TASK: The answer must consist of each line below that holds the word "info", copied as it stands.

TASK INPUTS:
════
pub mod decode;
pub mod layout;
pub mod ledger;
pub mod loader;
pub mod normalize;
pub mod recovery;
pub mod scheduler;
pub mod source_file;

#[cfg(test)]
mod tests;

pub use recovery::RecoveryCoordinator;
pub use scheduler::{LoadScheduler, discover_files};
pub use source_file::SourceFileParser;
//! Tab-delimited staging buffer and its copy into an item table.
//!
//! Rows are rendered in text-copy format: one line per row, fields separated
//! by tabs, `\N` for null, and backslash escapes for backslash, tab, CR and LF
//! inside values.

use rusqlite::Transaction;
use rusqlite::params_from_iter;
use rusqlite::types::Value;

use crate::error::IngestError;

pub const NULL_SENTINEL: &str = "\\N";

#[derive(Debug, Clone, Copy, PartialEq)]
pub enum CopyValue<'a> {
    Null,
    Text(&'a str),
    Int(i64),
    Real(f64),
    Bool(bool),
}

impl<'a> From<&'a str> for CopyValue<'a> {
    fn from(value: &'a str) -> Self {
        CopyValue::Text(value)
    }
}

impl<'a> From<Option<&'a str>> for CopyValue<'a> {
    fn from(value: Option<&'a str>) -> Self {
        value.map_or(CopyValue::Null, CopyValue::Text)
    }
}

impl From<Option<bool>> for CopyValue<'_> {
    fn from(value: Option<bool>) -> Self {
        value.map_or(CopyValue::Null, CopyValue::Bool)
    }
}

impl From<Option<f64>> for CopyValue<'_> {
    fn from(value: Option<f64>) -> Self {
        value.map_or(CopyValue::Null, CopyValue::Real)
    }
}

#[derive(Debug, Clone)]
pub struct StagingBuffer {
    table: &'static str,
    columns: &'static [&'static str],
    buf: String,
    rows: usize,
}

impl StagingBuffer {
    pub fn new(table: &'static str, columns: &'static [&'static str]) -> Self {
        Self {
            table,
            columns,
            buf: String::new(),
            rows: 0,
        }
    }

    pub fn push_row(&mut self, values: &[CopyValue<'_>]) -> Result<(), IngestError> {
        if values.len() != self.columns.len() {
            return Err(IngestError::Insert(format!(
                "{} expects {} columns, got {}",
                self.table,
                self.columns.len(),
                values.len()
            )));
        }

        for (idx, value) in values.iter().enumerate() {
            if idx > 0 {
                self.buf.push('\t');
            }
            match value {
                CopyValue::Null => self.buf.push_str(NULL_SENTINEL),
                CopyValue::Text(text) => escape_into(&mut self.buf, text),
                CopyValue::Int(number) => self.buf.push_str(&number.to_string()),
                CopyValue::Real(number) => self.buf.push_str(&number.to_string()),
                CopyValue::Bool(flag) => self.buf.push(if *flag { '1' } else { '0' }),
            }
        }
        self.buf.push('\n');
        self.rows += 1;
        Ok(())
    }

}

/// Streams the staged rows into `buffer.table` inside the caller's
/// transaction. Returns the number of rows copied.
pub fn copy_in(tx: &Transaction<'_>, buffer: &StagingBuffer) -> Result<usize, IngestError> {
    if buffer.rows == 0 {
        return Ok(0);
    }

    let placeholders = (1..=buffer.columns.len())
        .map(|idx| format!("?{idx}"))
        .collect::<Vec<_>>()
        .join(", ");
    let sql = format!(
        "INSERT INTO {} ({}) VALUES ({})",
        buffer.table,
        buffer.columns.join(", "),
        placeholders
    );
    let mut statement = tx.prepare_cached(&sql)?;

    let mut copied = 0;
    for (line_no, line) in buffer.buf.lines().enumerate() {
        let values = line.split('\t').map(decode_field).collect::<Vec<Value>>();
        if values.len() != buffer.columns.len() {
            return Err(IngestError::Insert(format!(
                "{} staging line {} has {} fields, expected {}",
                buffer.table,
                line_no + 1,
                values.len(),
                buffer.columns.len()
            )));
        }
        statement
            .execute(params_from_iter(values.iter()))
            .map_err(|err| {
                IngestError::Insert(format!(
                    "{} staging line {}: {err}",
                    buffer.table,
                    line_no + 1
                ))
            })?;
        copied += 1;
    }

    Ok(copied)
}

fn escape_into(out: &mut String, text: &str) {
    for ch in text.chars() {
        match ch {
            '\\' => out.push_str("\\\\"),
            '\t' => out.push_str("\\t"),
            '\n' => out.push_str("\\n"),
            '\r' => out.push_str("\\r"),
            other => out.push(other),
        }
    }
}

fn decode_field(field: &str) -> Value {
    if field == NULL_SENTINEL {
        return Value::Null;
    }

    let mut out = String::with_capacity(field.len());
    let mut chars = field.chars();
    while let Some(ch) = chars.next() {
        if ch != '\\' {
            out.push(ch);
            continue;
        }
        match chars.next() {
            Some('t') => out.push('\t'),
            Some('n') => out.push('\n'),
            Some('r') => out.push('\r'),
            Some(other) => out.push(other),
            None => out.push('\\'),
        }
    }
    Value::Text(out)
}
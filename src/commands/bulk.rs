use std::sync::Arc;
use std::sync::atomic::{AtomicBool, Ordering};

use anyhow::{Context, Result, bail};
use chrono::Utc;
use tracing::{info, warn};

use crate::cli::BulkArgs;
use crate::commands::open_store;
use crate::config::LoaderConfig;
use crate::ingest::{LoadScheduler, discover_files};
use crate::model::{BulkCounts, BulkRunManifest};
use crate::util::{ensure_directory, now_utc_string, utc_compact_string, write_json_pretty};

pub fn run(args: BulkArgs) -> Result<()> {
    let started_ts = Utc::now();
    let started_at = now_utc_string();
    let run_id = format!("bulk-{}", utc_compact_string(started_ts));

    let config = LoaderConfig::from_args(&args.store)?;
    info!(
        data_root = %config.data_root.display(),
        run_id = %run_id,
        workers = config.workers,
        "starting bulk load"
    );

    let discovery = discover_files(&config.data_root)
        .with_context(|| format!("failed to scan {}", config.data_root.display()))?;
    if discovery.files.is_empty() {
        warn!(data_root = %config.data_root.display(), "no source files found");
    }

    if args.dry_run {
        for file in &discovery.files {
            info!(
                path = %file.path.display(),
                doc_type = %file.doc_type,
                region = %file.region,
                version = %file.version,
                "would load"
            );
        }
        info!(
            files = discovery.files.len(),
            rejected = discovery.rejected.len(),
            "dry run complete"
        );
        return Ok(());
    }

    let factory = open_store(&config)?;
    ensure_directory(&config.manifest_dir)?;

    let cancel = Arc::new(AtomicBool::new(false));
    {
        let cancel = Arc::clone(&cancel);
        ctrlc::set_handler(move || {
            cancel.store(true, Ordering::SeqCst);
        })
        .context("failed to install interrupt handler")?;
    }

    let outcomes = LoadScheduler::new(&config, &factory)
        .with_cancel_flag(Arc::clone(&cancel))
        .run(&discovery.files)?;
    let counts = BulkCounts::tally(&outcomes);

    let status = if cancel.load(Ordering::SeqCst) {
        "interrupted"
    } else if counts.failed > 0 {
        "completed_with_failures"
    } else {
        "completed"
    };

    for outcome in outcomes.iter().filter(|outcome| outcome.is_failure()) {
        warn!(
            path = %outcome.path,
            error = %outcome.error.as_deref().unwrap_or_default(),
            "file failed"
        );
    }

    let manifest = BulkRunManifest {
        manifest_version: 1,
        run_id,
        status: status.to_string(),
        started_at,
        updated_at: now_utc_string(),
        data_root: config.data_root.display().to_string(),
        db_path: config.db_path.display().to_string(),
        workers: config.workers,
        counts: counts.clone(),
        rejected_files: discovery.rejected,
        outcomes,
    };
    let manifest_path = config
        .manifest_dir
        .join(format!("bulk_run_{}.json", utc_compact_string(started_ts)));
    write_json_pretty(&manifest_path, &manifest)?;
    info!(path = %manifest_path.display(), "wrote bulk run manifest");

    info!(
        discovered = counts.discovered,
        succeeded = counts.succeeded,
        skipped = counts.skipped,
        failed = counts.failed,
        not_started = counts.not_started,
        status,
        "bulk load finished"
    );

    if counts.failed > 0 || counts.not_started > 0 {
        bail!(
            "{} file(s) failed and {} were not started",
            counts.failed,
            counts.not_started
        );
    }
    Ok(())
}
use std::io::{self, Write};

use anyhow::Result;

use crate::cli::ReportArgs;
use crate::commands::open_store;
use crate::config::LoaderConfig;
use crate::ingest::ledger;
use crate::store::ConnectionFactory;
use crate::util::write_json_stdout;

pub fn run(args: ReportArgs) -> Result<()> {
    let config = LoaderConfig::from_args(&args.store)?;
    let connection = open_store(&config)?.connect()?;
    let rows = ledger::performance_summary(&connection)?;

    if args.json {
        return write_json_stdout(&rows);
    }

    let mut output = io::BufWriter::new(io::stdout().lock());
    writeln!(output, "{:<6} {:>8} {:>10} {:>10} {:>10}", "type", "loads", "avg_s", "min_s", "max_s")?;
    for row in &rows {
        writeln!(
            output,
            "{:<6} {:>8} {:>10.3} {:>10.3} {:>10.3}",
            row.doc_type, row.sample_size, row.avg_seconds, row.min_seconds, row.max_seconds
        )?;
    }
    output.flush()?;
    Ok(())
}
════
EXERCISE OUTPUT:
use tracing::{info, warn};
    info!(
            info!(
        info!(
    info!(path = %manifest_path.display(), "wrote bulk run manifest");
    info!(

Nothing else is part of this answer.